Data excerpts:
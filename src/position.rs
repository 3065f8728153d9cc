// SPDX-License-Identifier: MIT
//
// Copyright (c) 2025 Alexandre Severino
//
// Permission is hereby granted, free of charge, to any person obtaining a copy
// of this software and associated documentation files (the "Software"), to deal
// in the Software without restriction, including without limitation the rights
// to use, copy, modify, merge, publish, distribute, sublicense, and/or sell
// copies of the Software, and to permit persons to whom the Software is
// furnished to do so, subject to the following conditions:
//
// The above copyright notice and this permission notice shall be included in
// all copies or substantial portions of the Software.
//
// THE SOFTWARE IS PROVIDED "AS IS", WITHOUT WARRANTY OF ANY KIND, EXPRESS OR
// IMPLIED, INCLUDING BUT NOT LIMITED TO THE WARRANTIES OF MERCHANTABILITY,
// FITNESS FOR A PARTICULAR PURPOSE AND NONINFRINGEMENT. IN NO EVENT SHALL THE
// AUTHORS OR COPYRIGHT HOLDERS BE LIABLE FOR ANY CLAIM, DAMAGES OR OTHER
// LIABILITY, WHETHER IN AN ACTION OF CONTRACT, TORT OR OTHERWISE, ARISING FROM,
// OUT OF OR IN CONNECTION WITH THE SOFTWARE OR THE USE OR OTHER DEALINGS IN THE
// SOFTWARE.

#[derive(Debug, Copy, Clone, PartialEq, Eq, Hash)]
pub enum Direction {
    Up,
    Right,
    Down,
    Left,
}

impl Direction {
    pub fn delta(self) -> (i32, i32) {
        match self {
            Direction::Up => (0, -1),
            Direction::Right => (1, 0),
            Direction::Down => (0, 1),
            Direction::Left => (-1, 0),
        }
    }
}

/// Tile coordinates. No bounds are enforced here.
#[derive(Debug, Copy, Clone, Default, PartialEq, Eq, Hash, PartialOrd, Ord)]
pub struct GridPosition {
    pub x: i32,
    pub y: i32,
}

impl GridPosition {
    pub fn new(x: i32, y: i32) -> Self {
        Self { x, y }
    }

    pub fn from_world(px: f32, py: f32, tile_size: i32) -> Self {
        let size = tile_size as f32;
        Self {
            x: (px / size).floor() as i32,
            y: (py / size).floor() as i32,
        }
    }

    pub fn offset(&self, dx: i32, dy: i32) -> Self {
        Self {
            x: self.x + dx,
            y: self.y + dy,
        }
    }

    pub fn to_world(&self, tile_size: i32) -> (i32, i32) {
        (self.x * tile_size, self.y * tile_size)
    }

    pub fn manhattan_distance(&self, other: &GridPosition) -> i32 {
        (self.x - other.x).abs() + (self.y - other.y).abs()
    }
}

/// Movement range test shared by escorted cursor moves and the reachable overlay.
pub fn within_range(anchor: GridPosition, candidate: GridPosition, budget: i32) -> bool {
    anchor.manhattan_distance(&candidate) <= budget
}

Problem details
List each line of the entries that holds the string "budget".

Response box
pub fn within_range(anchor: GridPosition, candidate: GridPosition, budget: i32) -> bool {
    anchor.manhattan_distance(&candidate) <= budget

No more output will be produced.